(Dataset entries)
//! Error handling for audio-filters
//!
//! Every fallible operation returns [`FilterError`]. Errors carry a stable
//! code and a recovery hint so the harness can explain what went wrong.

use thiserror::Error;

/// Result type alias for audio-filters operations
pub type Result<T> = std::result::Result<T, FilterError>;

/// Main error type for audio-filters operations
#[derive(Error, Debug)]
pub enum FilterError {
    // Transform errors
    #[error("Invalid fade length {fade_length} for a sound of {len} samples (expected 1..={len})")]
    InvalidFadeLength { fade_length: usize, len: usize },

    #[error("Sound contains no samples")]
    EmptySound,

    #[error("Sample index {index} out of range for a sound of {len} samples")]
    IndexOutOfRange { index: usize, len: usize },

    // Command errors
    #[error("Unknown filter: {name}")]
    UnknownFilter { name: String },

    #[error("Filter {filter} requires a value for {param}")]
    MissingParameter {
        filter: &'static str,
        param: &'static str,
    },

    #[error("Invalid value for {param}: {value} (must be a positive integer)")]
    InvalidParameter { param: &'static str, value: i64 },

    // File errors
    #[error("File not found: {path}")]
    FileNotFound { path: String },

    #[error("Failed to read audio file: {path}")]
    AudioRead {
        path: String,
        #[source]
        source: hound::Error,
    },

    #[error("Failed to write audio file: {path}")]
    AudioWrite {
        path: String,
        #[source]
        source: hound::Error,
    },

    #[error("Unsupported audio format: {details}")]
    UnsupportedFormat { details: String },

    // Playback errors
    #[error("Playback failed: {details}")]
    Playback { details: String },

    // Configuration errors
    #[error("Configuration error: {details}")]
    Config { details: String },

    // I/O Errors
    #[error("I/O error: {0}")]
    Io(#[from] std::io::Error),

    // Serialization Errors
    #[error("Serialization error: {0}")]
    Serialization(#[from] serde_json::Error),
}

impl FilterError {
    /// Get the error code for this error type
    pub fn error_code(&self) -> &'static str {
        match self {
            FilterError::InvalidFadeLength { .. } => "INVALID_FADE_LENGTH",
            FilterError::EmptySound => "EMPTY_SOUND",
            FilterError::IndexOutOfRange { .. } => "INDEX_OUT_OF_RANGE",
            FilterError::UnknownFilter { .. } => "UNKNOWN_FILTER",
            FilterError::MissingParameter { .. } => "MISSING_PARAMETER",
            FilterError::InvalidParameter { .. } => "INVALID_PARAMETER",
            FilterError::FileNotFound { .. } => "FILE_NOT_FOUND",
            FilterError::AudioRead { .. } => "AUDIO_READ_ERROR",
            FilterError::AudioWrite { .. } => "AUDIO_WRITE_ERROR",
            FilterError::UnsupportedFormat { .. } => "UNSUPPORTED_FORMAT",
            FilterError::Playback { .. } => "PLAYBACK_ERROR",
            FilterError::Config { .. } => "CONFIG_ERROR",
            FilterError::Io(_) => "IO_ERROR",
            FilterError::Serialization(_) => "SERIALIZATION_ERROR",
        }
    }

    /// Returns a suggested recovery action for this error
    pub fn recovery_hint(&self) -> &'static str {
        match self {
            Self::InvalidFadeLength { .. } => {
                "Choose a fade length between 1 and the number of samples in the sound"
            }
            Self::EmptySound => "Load a sound with at least one sample",
            Self::UnknownFilter { .. } => "Run 'audio-filters list' to see the available filters",
            Self::MissingParameter { .. } | Self::InvalidParameter { .. } => {
                "Pass a positive integer with --param"
            }
            Self::FileNotFound { .. } => "Check the file path is correct",
            Self::AudioRead { .. } => "Check that the file is a valid PCM WAV file",
            Self::UnsupportedFormat { .. } => "Convert to an integer PCM mono or stereo WAV",
            Self::Playback { .. } => {
                "Check that an audio output device is connected, or display the waveform instead"
            }
            Self::Config { .. } => "Fix the configuration file or remove --config",
            _ => "Check the error details and try again",
        }
    }
}

#[cfg(test)]
mod tests {
    use super::*;

    #[test]
    fn test_error_codes() {
        let err = FilterError::FileNotFound {
            path: "test.wav".to_string(),
        };
        assert_eq!(err.error_code(), "FILE_NOT_FOUND");
        assert_eq!(FilterError::EmptySound.error_code(), "EMPTY_SOUND");
    }

    #[test]
    fn test_fade_length_message() {
        let err = FilterError::InvalidFadeLength {
            fade_length: 12,
            len: 10,
        };
        assert_eq!(
            err.to_string(),
            "Invalid fade length 12 for a sound of 10 samples (expected 1..=10)"
        );
        assert!(err.recovery_hint().contains("fade length"));
    }

    #[test]
    fn test_playback_error() {
        let err = FilterError::Playback {
            details: "no default output device".to_string(),
        };
        assert_eq!(err.error_code(), "PLAYBACK_ERROR");
        assert_eq!(err.to_string(), "Playback failed: no default output device");
        assert!(err.recovery_hint().contains("output device"));
    }

    #[test]
    fn test_io_conversion() {
        let io = std::io::Error::new(std::io::ErrorKind::Other, "boom");
        let err: FilterError = io.into();
        assert_eq!(err.error_code(), "IO_ERROR");
    }
}
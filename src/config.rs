//! Harness configuration
//!
//! Settings for the manual test harness, loaded from an optional JSON file.
//! Every field has a default so partial files are accepted.

use std::path::{Path, PathBuf};

use log::debug;
use serde::{Deserialize, Serialize};

use crate::error::{FilterError, Result};

/// Harness configuration
#[derive(Debug, Clone, PartialEq, Eq, Serialize, Deserialize)]
#[serde(default)]
pub struct Config {
    /// Bit depth for saved WAV files; `None` keeps the input's depth
    ///
    /// Output can only keep or narrow the input's depth: a 16-bit input
    /// cannot be saved at 24 or 32 bits.
    pub output_bits_per_sample: Option<u16>,
    /// Columns in the waveform display
    pub waveform_width: usize,
    /// Rows per channel in the waveform display
    pub waveform_height: usize,
    /// Appended to the input file stem when no output path is given
    pub default_output_suffix: String,
}

impl Default for Config {
    fn default() -> Self {
        Config {
            output_bits_per_sample: None,
            waveform_width: 72,
            waveform_height: 8,
            default_output_suffix: "_filtered".to_string(),
        }
    }
}

impl Config {
    /// Load configuration from a JSON file
    pub fn load<P: AsRef<Path>>(path: P) -> Result<Self> {
        let path = path.as_ref();
        let text = std::fs::read_to_string(path).map_err(|e| FilterError::Config {
            details: format!("cannot read {}: {}", path.display(), e),
        })?;
        let config: Config = serde_json::from_str(&text)?;
        config.validate()?;

        debug!("Loaded configuration from {}", path.display());
        Ok(config)
    }

    /// Load from `path` when given, otherwise use defaults
    pub fn load_or_default(path: Option<&Path>) -> Result<Self> {
        match path {
            Some(path) => Self::load(path),
            None => Ok(Self::default()),
        }
    }

    /// Check value ranges
    pub fn validate(&self) -> Result<()> {
        if let Some(bits) = self.output_bits_per_sample {
            if !matches!(bits, 8 | 16 | 24 | 32) {
                return Err(FilterError::Config {
                    details: format!("output_bits_per_sample must be 8, 16, 24 or 32, got {}", bits),
                });
            }
        }
        if self.waveform_width == 0 || self.waveform_height == 0 {
            return Err(FilterError::Config {
                details: "waveform dimensions must be positive".to_string(),
            });
        }
        Ok(())
    }

    /// Default output path for a filtered version of `input`
    ///
    /// `song.wav` filtered with `fade_in` becomes `song_filtered_fade_in.wav`
    /// next to the input.
    pub fn output_path_for(&self, input: &Path, filter_name: &str) -> PathBuf {
        let stem = input
            .file_stem()
            .map(|s| s.to_string_lossy().into_owned())
            .unwrap_or_else(|| "sound".to_string());
        input.with_file_name(format!(
            "{}{}_{}.wav",
            stem, self.default_output_suffix, filter_name
        ))
    }
}

#[cfg(test)]
mod tests {
    use super::*;
    use std::io::Write;
    use tempfile::NamedTempFile;

    #[test]
    fn test_defaults() {
        let config = Config::default();
        assert_eq!(config.output_bits_per_sample, None);
        assert_eq!(config.waveform_width, 72);
        assert!(config.validate().is_ok());
    }

    #[test]
    fn test_partial_file() {
        let mut file = NamedTempFile::new().unwrap();
        write!(file, r#"{{"waveform_height": 4, "output_bits_per_sample": 16}}"#).unwrap();

        let config = Config::load(file.path()).unwrap();
        assert_eq!(config.waveform_height, 4);
        assert_eq!(config.output_bits_per_sample, Some(16));
        assert_eq!(config.waveform_width, 72);
    }

    #[test]
    fn test_invalid_values() {
        let mut file = NamedTempFile::new().unwrap();
        write!(file, r#"{{"output_bits_per_sample": 12}}"#).unwrap();
        assert!(matches!(
            Config::load(file.path()),
            Err(FilterError::Config { .. })
        ));
    }

    #[test]
    fn test_malformed_json() {
        let mut file = NamedTempFile::new().unwrap();
        write!(file, "not json").unwrap();
        assert!(matches!(
            Config::load(file.path()),
            Err(FilterError::Serialization(_))
        ));
    }

    #[test]
    fn test_missing_file() {
        assert!(matches!(
            Config::load("/nonexistent/config.json"),
            Err(FilterError::Config { .. })
        ));
        assert_eq!(Config::load_or_default(None).unwrap(), Config::default());
    }

    #[test]
    fn test_output_path() {
        let config = Config::default();
        let out = config.output_path_for(Path::new("/tmp/music/song.wav"), "fade_in");
        assert_eq!(out, PathBuf::from("/tmp/music/song_filtered_fade_in.wav"));
    }
}
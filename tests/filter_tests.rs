//! Filter Tests
//!
//! Behavioral checks for the sample transforms: length preservation,
//! non-mutation and the exact per-sample arithmetic.

use audio_filters::{
    fade, fade_in, fade_out, left_to_right, remove_vocals, FilterError, Sample, Sound,
};
use pretty_assertions::assert_eq;
use test_case::test_case;

/// Helper to create a sound whose samples differ per index and channel
fn varied_sound(len: usize) -> Sound {
    Sound::from_pairs((0..len as i16).map(|i| (1000 + i * 37, -500 + i * 11)))
}

fn constant(len: usize, left: i16, right: i16) -> Sound {
    Sound::new(vec![Sample::new(left, right); len], 44100)
}

// === Length Preservation and Non-Mutation ===

#[test_case(1 ; "single sample")]
#[test_case(10 ; "short")]
#[test_case(257 ; "odd length")]
fn test_all_transforms_preserve_length_and_input(len: usize) {
    let sound = varied_sound(len);
    let snapshot = sound.clone();
    let n = (len / 2).max(1);

    let outputs = vec![
        remove_vocals(&sound),
        fade_in(&sound, n).unwrap(),
        fade_out(&sound, n).unwrap(),
        fade(&sound, n).unwrap(),
        left_to_right(&sound, n).unwrap(),
    ];

    for out in &outputs {
        assert_eq!(out.len(), len, "Sample count must be preserved");
        assert_eq!(out.sample_rate(), sound.sample_rate());
    }
    assert_eq!(sound, snapshot, "Input sound must not be mutated");
}

// === remove_vocals ===

#[test]
fn test_remove_vocals_reference_values() {
    let out = remove_vocals(&Sound::from_pairs([(100, 60), (50, 50)]));
    assert_eq!(out.get(0).unwrap(), Sample::new(20, 20));
    assert_eq!(out.get(1).unwrap(), Sample::new(0, 0));
}

#[test]
fn test_remove_vocals_cancels_centered_content() {
    let centered = constant(64, 12345, 12345);
    let out = remove_vocals(&centered);
    assert!(out.iter().all(|s| *s == Sample::new(0, 0)));
}

#[test]
fn test_remove_vocals_wider_samples() {
    let sound: Sound<i32> = Sound::from_pairs([(i32::MAX, i32::MIN), (7, -8)]);
    let out = remove_vocals(&sound);
    assert_eq!(out.get(0).unwrap(), Sample::mono(i32::MAX));
    assert_eq!(out.get(1).unwrap(), Sample::mono(7));
}

// === fade_in ===

#[test]
fn test_fade_in_reference_values() {
    let sound = constant(8, 100, 100);
    let out = fade_in(&sound, 4).unwrap();

    assert_eq!(out.get(0).unwrap(), Sample::new(0, 0));
    assert_eq!(out.get(2).unwrap(), Sample::new(50, 50));
    for i in 4..8 {
        assert_eq!(out.get(i).unwrap(), sound.get(i).unwrap());
    }
}

#[test]
fn test_fade_in_first_sample_silent_regardless_of_input() {
    let out = fade_in(&varied_sound(20), 5).unwrap();
    assert_eq!(out.get(0).unwrap(), Sample::new(0, 0));
}

#[test]
fn test_fade_in_never_reaches_full_amplitude() {
    let out = fade_in(&constant(10, 1000, 1000), 10).unwrap();
    // Last faded sample uses 9/10
    assert_eq!(out.get(9).unwrap(), Sample::new(900, 900));
}

// === fade_out ===

#[test]
fn test_fade_out_reference_values() {
    let sound = constant(10, 300, -300);
    let out = fade_out(&sound, 3).unwrap();

    // Iteration 0 lands on index 0 with factor 0
    assert_eq!(out.get(0).unwrap(), Sample::new(0, 0));

    let third = 1.0 / 3.0;
    let two_thirds = 2.0 / 3.0;
    assert_eq!(
        out.get(9).unwrap(),
        Sample::new((300.0 * third) as i16, (-300.0 * third) as i16)
    );
    assert_eq!(
        out.get(8).unwrap(),
        Sample::new((300.0 * two_thirds) as i16, (-300.0 * two_thirds) as i16)
    );

    for i in 1..8 {
        assert_eq!(out.get(i).unwrap(), sound.get(i).unwrap());
    }
}

#[test]
fn test_fade_out_full_length() {
    let out = fade_out(&constant(4, 100, 100), 4).unwrap();
    assert_eq!(out.left_channel(), vec![0, 75, 50, 25]);
}

// === fade ===

#[test_case(20, 1 ; "minimal fade")]
#[test_case(20, 5 ; "separate fades")]
#[test_case(20, 15 ; "overlapping fades")]
#[test_case(20, 20 ; "full length")]
fn test_fade_equals_fade_out_of_fade_in(len: usize, n: usize) {
    let sound = varied_sound(len);
    let expected = fade_out(&fade_in(&sound, n).unwrap(), n).unwrap();
    assert_eq!(fade(&sound, n).unwrap(), expected);
}

// === left_to_right ===

#[test]
fn test_left_to_right_reference_values() {
    let sound = constant(4, 400, 400);
    let out = left_to_right(&sound, 1).unwrap();

    assert_eq!(out.get(0).unwrap(), Sample::new(400, 0));
    assert_eq!(out.get(3).unwrap(), Sample::new(100, 300));
}

#[test]
fn test_left_to_right_ignores_pan_length() {
    let sound = varied_sound(50);
    assert_eq!(
        left_to_right(&sound, 1).unwrap(),
        left_to_right(&sound, 10_000).unwrap()
    );
}

// === Error Handling ===

#[test_case(0 ; "zero")]
#[test_case(11 ; "longer than sound")]
fn test_fade_length_out_of_range(n: usize) {
    let sound = varied_sound(10);
    for result in [fade_in(&sound, n), fade_out(&sound, n), fade(&sound, n)] {
        match result {
            Err(FilterError::InvalidFadeLength { fade_length, len }) => {
                assert_eq!(fade_length, n);
                assert_eq!(len, 10);
            }
            other => panic!("Expected InvalidFadeLength, got: {:?}", other),
        }
    }
}

#[test]
fn test_left_to_right_requires_samples() {
    let empty: Sound = Sound::silence(0, 44100);
    assert!(matches!(
        left_to_right(&empty, 1),
        Err(FilterError::EmptySound)
    ));
    assert_eq!(remove_vocals(&empty).len(), 0);
}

> Problem description
Return, please, the lines of the data from the first through the line containing "this error type", both kept, exactly as they stand and nothing more.

> Answer space
//! Error handling for audio-filters
//!
//! Every fallible operation returns [`FilterError`]. Errors carry a stable
//! code and a recovery hint so the harness can explain what went wrong.

use thiserror::Error;

/// Result type alias for audio-filters operations
pub type Result<T> = std::result::Result<T, FilterError>;

/// Main error type for audio-filters operations
#[derive(Error, Debug)]
pub enum FilterError {
    // Transform errors
    #[error("Invalid fade length {fade_length} for a sound of {len} samples (expected 1..={len})")]
    InvalidFadeLength { fade_length: usize, len: usize },

    #[error("Sound contains no samples")]
    EmptySound,

    #[error("Sample index {index} out of range for a sound of {len} samples")]
    IndexOutOfRange { index: usize, len: usize },

    // Command errors
    #[error("Unknown filter: {name}")]
    UnknownFilter { name: String },

    #[error("Filter {filter} requires a value for {param}")]
    MissingParameter {
        filter: &'static str,
        param: &'static str,
    },

    #[error("Invalid value for {param}: {value} (must be a positive integer)")]
    InvalidParameter { param: &'static str, value: i64 },

    // File errors
    #[error("File not found: {path}")]
    FileNotFound { path: String },

    #[error("Failed to read audio file: {path}")]
    AudioRead {
        path: String,
        #[source]
        source: hound::Error,
    },

    #[error("Failed to write audio file: {path}")]
    AudioWrite {
        path: String,
        #[source]
        source: hound::Error,
    },

    #[error("Unsupported audio format: {details}")]
    UnsupportedFormat { details: String },

    // Playback errors
    #[error("Playback failed: {details}")]
    Playback { details: String },

    // Configuration errors
    #[error("Configuration error: {details}")]
    Config { details: String },

    // I/O Errors
    #[error("I/O error: {0}")]
    Io(#[from] std::io::Error),

    // Serialization Errors
    #[error("Serialization error: {0}")]
    Serialization(#[from] serde_json::Error),
}

impl FilterError {
    /// Get the error code for this error type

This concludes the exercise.